▽

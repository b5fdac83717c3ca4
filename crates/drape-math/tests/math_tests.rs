//! Integration tests for drape-math.

use std::sync::atomic::{AtomicU32, Ordering};

use drape_math::fixed_point::{self, FixedVec3Accumulator, FIXED_POINT_SCALE};
use drape_math::ordered;
use drape_math::transform::{average_axis_scale, world_length_to_local, world_vector_to_local};
use drape_math::{Aabb, AtomicAabb, Mat4, Quat, RigidTransform, Vec3};

// ─── Fixed-point Tests ────────────────────────────────────────

#[test]
fn fixed_point_precision() {
    for &v in &[0.0_f32, 1.0, -1.0, 0.123_456, -3.75e-4, 250.5] {
        let back = fixed_point::decode(fixed_point::encode(v));
        assert!((back - v).abs() <= 1.0 / FIXED_POINT_SCALE, "{v} -> {back}");
    }
}

#[test]
fn accumulator_averages_contributions() {
    let acc = FixedVec3Accumulator::new();
    acc.add(Vec3::new(1.0, 0.0, -2.0));
    acc.add(Vec3::new(3.0, 0.5, 0.0));
    assert_eq!(acc.count(), 2);

    let avg = acc.take_average().unwrap();
    assert!((avg - Vec3::new(2.0, 0.25, -1.0)).length() < 1e-6);

    // take_average resets
    assert_eq!(acc.count(), 0);
    assert!(acc.take_average().is_none());
}

#[test]
fn accumulator_is_order_independent_across_threads() {
    let acc = FixedVec3Accumulator::new();
    std::thread::scope(|scope| {
        for t in 0..8 {
            let acc = &acc;
            scope.spawn(move || {
                for i in 0..1000 {
                    // Powers of two sit exactly on the 2^-24 grid.
                    let d = if (i + t) % 2 == 0 { 1.0 / 1024.0 } else { -1.0 / 2048.0 };
                    acc.add(Vec3::new(d, 0.0, -d));
                }
            });
        }
    });
    assert_eq!(acc.count(), 8000);
    // 4000 / 1024 − 4000 / 2048 = 1.953125, with no rounding at all.
    assert_eq!(acc.sum(), Vec3::new(1.953_125, 0.0, -1.953_125));
}

#[test]
fn accumulator_rounding_error_is_bounded() {
    let acc = FixedVec3Accumulator::new();
    let n = 8000;
    for i in 0..n {
        let s = if i % 2 == 0 { 1.0 } else { -0.5 };
        acc.add(Vec3::new(s * 1e-3, 0.0, 0.0));
    }
    // Each contribution rounds by at most half a grid step.
    let bound = n as f32 * 0.5 / FIXED_POINT_SCALE;
    assert!((acc.sum().x - 2.0).abs() <= bound, "{}", acc.sum().x);
}

// ─── Ordered Encoding Tests ───────────────────────────────────

#[test]
fn ordered_encoding_preserves_order() {
    let values = [
        f32::NEG_INFINITY,
        -1.0e9,
        -2.5,
        -1.0e-30,
        -0.0,
        0.0,
        1.0e-30,
        0.75,
        3.0e8,
        f32::INFINITY,
    ];
    for pair in values.windows(2) {
        assert!(
            ordered::encode(pair[0]) <= ordered::encode(pair[1]),
            "{} vs {}",
            pair[0],
            pair[1]
        );
    }
}

#[test]
fn ordered_encoding_round_trips() {
    for &v in &[-7.25_f32, -0.0, 0.0, 1.5, f32::MAX, f32::MIN] {
        assert_eq!(ordered::decode(ordered::encode(v)).to_bits(), v.to_bits());
    }
}

#[test]
fn atomic_min_emulates_float_min() {
    let cell = AtomicU32::new(ordered::encode(f32::INFINITY));
    for v in [3.0_f32, -1.5, 2.0, -0.25] {
        cell.fetch_min(ordered::encode(v), Ordering::Relaxed);
    }
    assert_eq!(ordered::decode(cell.load(Ordering::Relaxed)), -1.5);
}

#[test]
fn atomic_aabb_matches_sequential_fold() {
    let points: Vec<Vec3> = (0..500)
        .map(|i| {
            let f = i as f32;
            Vec3::new((f * 0.37).sin() * 3.0, f * 0.01 - 2.0, (f * 1.3).cos())
        })
        .collect();

    let aabb = AtomicAabb::new();
    std::thread::scope(|scope| {
        for chunk in points.chunks(64) {
            let aabb = &aabb;
            scope.spawn(move || chunk.iter().for_each(|&p| aabb.include(p)));
        }
    });

    assert_eq!(aabb.load(), Aabb::from_points(&points));

    aabb.reset();
    assert!(aabb.load().is_empty());
}

// ─── Aabb Tests ───────────────────────────────────────────────

#[test]
fn guarded_extent_floors_flat_axes() {
    let flat = Aabb::new(Vec3::new(0.0, 1.0, 0.0), Vec3::new(2.0, 1.0, 3.0));
    let e = flat.guarded_extent(1e-6);
    assert_eq!(e.x, 2.0);
    assert_eq!(e.y, 1e-6);
    assert!(flat.contains(Vec3::new(1.0, 1.0, 1.0)));
}

// ─── Transform Tests ──────────────────────────────────────────

#[test]
fn average_scale_of_non_uniform_matrix() {
    let m = Mat4::from_scale_rotation_translation(
        Vec3::new(1.0, 2.0, 3.0),
        Quat::from_rotation_y(0.7),
        Vec3::new(5.0, 0.0, 0.0),
    );
    assert!((average_axis_scale(&m) - 2.0).abs() < 1e-5);
    assert!((world_length_to_local(0.02, &m) - 0.01).abs() < 1e-7);
}

#[test]
fn gravity_is_rotated_and_scaled_into_local_space() {
    let m = Mat4::from_scale_rotation_translation(
        Vec3::splat(2.0),
        Quat::from_rotation_z(std::f32::consts::FRAC_PI_2),
        Vec3::ZERO,
    );
    let g = world_vector_to_local(Vec3::new(0.0, -9.81, 0.0), &m);
    // Rotating -Y by -90° about Z gives -X; scale halves the magnitude.
    assert!((g - Vec3::new(-4.905, 0.0, 0.0)).length() < 1e-4);
}

#[test]
fn rigid_transform_has_no_scale() {
    let t = RigidTransform::new(Vec3::new(1.0, 2.0, 3.0), Quat::from_rotation_x(1.0));
    let m = t.to_matrix();
    assert!((average_axis_scale(&m) - 1.0).abs() < 1e-6);
    assert!((m.transform_point3(Vec3::ZERO) - t.translation).length() < 1e-6);
}
//! # drape-math
//!
//! Math primitives for the Drape garment simulator.
//!
//! Provides:
//! - Re-exports of `glam` types (`Vec3`, `Mat4`, etc.)
//! - Fixed-point atomic accumulation of float vectors (lock-free summation)
//! - Order-preserving float ↔ integer encoding for atomic min/max reductions
//! - Axis-aligned bounding boxes and scene-scale helpers

pub mod aabb;
pub mod fixed_point;
pub mod ordered;
pub mod transform;

pub use aabb::Aabb;
pub use fixed_point::FixedVec3Accumulator;
pub use ordered::AtomicAabb;
pub use transform::RigidTransform;

// Re-export glam types as the canonical math types for Drape.
pub use glam::{IVec3, Mat3, Mat4, Quat, UVec3, Vec3, Vec4};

△

**WHAT YOU SHOULD DO:** All entries above are to be copied exactly, with none left out.

**ANSWER TO THIS EXERCISE:**
repository b5fdac83717c3ca4
filename crates/drape-math/tests/math_tests.rs
//! Integration tests for drape-math.

use std::sync::atomic::{AtomicU32, Ordering};

use drape_math::fixed_point::{self, FixedVec3Accumulator, FIXED_POINT_SCALE};
use drape_math::ordered;
use drape_math::transform::{average_axis_scale, world_length_to_local, world_vector_to_local};
use drape_math::{Aabb, AtomicAabb, Mat4, Quat, RigidTransform, Vec3};

// ─── Fixed-point Tests ────────────────────────────────────────

#[test]
fn fixed_point_precision() {
    for &v in &[0.0_f32, 1.0, -1.0, 0.123_456, -3.75e-4, 250.5] {
        let back = fixed_point::decode(fixed_point::encode(v));
        assert!((back - v).abs() <= 1.0 / FIXED_POINT_SCALE, "{v} -> {back}");
    }
}

#[test]
fn accumulator_averages_contributions() {
    let acc = FixedVec3Accumulator::new();
    acc.add(Vec3::new(1.0, 0.0, -2.0));
    acc.add(Vec3::new(3.0, 0.5, 0.0));
    assert_eq!(acc.count(), 2);

    let avg = acc.take_average().unwrap();
    assert!((avg - Vec3::new(2.0, 0.25, -1.0)).length() < 1e-6);

    // take_average resets
    assert_eq!(acc.count(), 0);
    assert!(acc.take_average().is_none());
}

#[test]
fn accumulator_is_order_independent_across_threads() {
    let acc = FixedVec3Accumulator::new();
    std::thread::scope(|scope| {
        for t in 0..8 {
            let acc = &acc;
            scope.spawn(move || {
                for i in 0..1000 {
                    // Powers of two sit exactly on the 2^-24 grid.
                    let d = if (i + t) % 2 == 0 { 1.0 / 1024.0 } else { -1.0 / 2048.0 };
                    acc.add(Vec3::new(d, 0.0, -d));
                }
            });
        }
    });
    assert_eq!(acc.count(), 8000);
    // 4000 / 1024 − 4000 / 2048 = 1.953125, with no rounding at all.
    assert_eq!(acc.sum(), Vec3::new(1.953_125, 0.0, -1.953_125));
}

#[test]
fn accumulator_rounding_error_is_bounded() {
    let acc = FixedVec3Accumulator::new();
    let n = 8000;
    for i in 0..n {
        let s = if i % 2 == 0 { 1.0 } else { -0.5 };
        acc.add(Vec3::new(s * 1e-3, 0.0, 0.0));
    }
    // Each contribution rounds by at most half a grid step.
    let bound = n as f32 * 0.5 / FIXED_POINT_SCALE;
    assert!((acc.sum().x - 2.0).abs() <= bound, "{}", acc.sum().x);
}

// ─── Ordered Encoding Tests ───────────────────────────────────

#[test]
fn ordered_encoding_preserves_order() {
    let values = [
        f32::NEG_INFINITY,
        -1.0e9,
        -2.5,
        -1.0e-30,
        -0.0,
        0.0,
        1.0e-30,
        0.75,
        3.0e8,
        f32::INFINITY,
    ];
    for pair in values.windows(2) {
        assert!(
            ordered::encode(pair[0]) <= ordered::encode(pair[1]),
            "{} vs {}",
            pair[0],
            pair[1]
        );
    }
}

#[test]
fn ordered_encoding_round_trips() {
    for &v in &[-7.25_f32, -0.0, 0.0, 1.5, f32::MAX, f32::MIN] {
        assert_eq!(ordered::decode(ordered::encode(v)).to_bits(), v.to_bits());
    }
}

#[test]
fn atomic_min_emulates_float_min() {
    let cell = AtomicU32::new(ordered::encode(f32::INFINITY));
    for v in [3.0_f32, -1.5, 2.0, -0.25] {
        cell.fetch_min(ordered::encode(v), Ordering::Relaxed);
    }
    assert_eq!(ordered::decode(cell.load(Ordering::Relaxed)), -1.5);
}

#[test]
fn atomic_aabb_matches_sequential_fold() {
    let points: Vec<Vec3> = (0..500)
        .map(|i| {
            let f = i as f32;
            Vec3::new((f * 0.37).sin() * 3.0, f * 0.01 - 2.0, (f * 1.3).cos())
        })
        .collect();

    let aabb = AtomicAabb::new();
    std::thread::scope(|scope| {
        for chunk in points.chunks(64) {
            let aabb = &aabb;
            scope.spawn(move || chunk.iter().for_each(|&p| aabb.include(p)));
        }
    });

    assert_eq!(aabb.load(), Aabb::from_points(&points));

    aabb.reset();
    assert!(aabb.load().is_empty());
}

// ─── Aabb Tests ───────────────────────────────────────────────

#[test]
fn guarded_extent_floors_flat_axes() {
    let flat = Aabb::new(Vec3::new(0.0, 1.0, 0.0), Vec3::new(2.0, 1.0, 3.0));
    let e = flat.guarded_extent(1e-6);
    assert_eq!(e.x, 2.0);
    assert_eq!(e.y, 1e-6);
    assert!(flat.contains(Vec3::new(1.0, 1.0, 1.0)));
}

// ─── Transform Tests ──────────────────────────────────────────

#[test]
fn average_scale_of_non_uniform_matrix() {
    let m = Mat4::from_scale_rotation_translation(
        Vec3::new(1.0, 2.0, 3.0),
        Quat::from_rotation_y(0.7),
        Vec3::new(5.0, 0.0, 0.0),
    );
    assert!((average_axis_scale(&m) - 2.0).abs() < 1e-5);
    assert!((world_length_to_local(0.02, &m) - 0.01).abs() < 1e-7);
}

#[test]
fn gravity_is_rotated_and_scaled_into_local_space() {
    let m = Mat4::from_scale_rotation_translation(
        Vec3::splat(2.0),
        Quat::from_rotation_z(std::f32::consts::FRAC_PI_2),
        Vec3::ZERO,
    );
    let g = world_vector_to_local(Vec3::new(0.0, -9.81, 0.0), &m);
    // Rotating -Y by -90° about Z gives -X; scale halves the magnitude.
    assert!((g - Vec3::new(-4.905, 0.0, 0.0)).length() < 1e-4);
}

#[test]
fn rigid_transform_has_no_scale() {
    let t = RigidTransform::new(Vec3::new(1.0, 2.0, 3.0), Quat::from_rotation_x(1.0));
    let m = t.to_matrix();
    assert!((average_axis_scale(&m) - 1.0).abs() < 1e-6);
    assert!((m.transform_point3(Vec3::ZERO) - t.translation).length() < 1e-6);
}
//! # drape-math
//!
//! Math primitives for the Drape garment simulator.
//!
//! Provides:
//! - Re-exports of `glam` types (`Vec3`, `Mat4`, etc.)
//! - Fixed-point atomic accumulation of float vectors (lock-free summation)
//! - Order-preserving float ↔ integer encoding for atomic min/max reductions
//! - Axis-aligned bounding boxes and scene-scale helpers

pub mod aabb;
pub mod fixed_point;
pub mod ordered;
pub mod transform;

pub use aabb::Aabb;
pub use fixed_point::FixedVec3Accumulator;
pub use ordered::AtomicAabb;
pub use transform::RigidTransform;

// Re-export glam types as the canonical math types for Drape.
pub use glam::{IVec3, Mat3, Mat4, Quat, UVec3, Vec3, Vec4};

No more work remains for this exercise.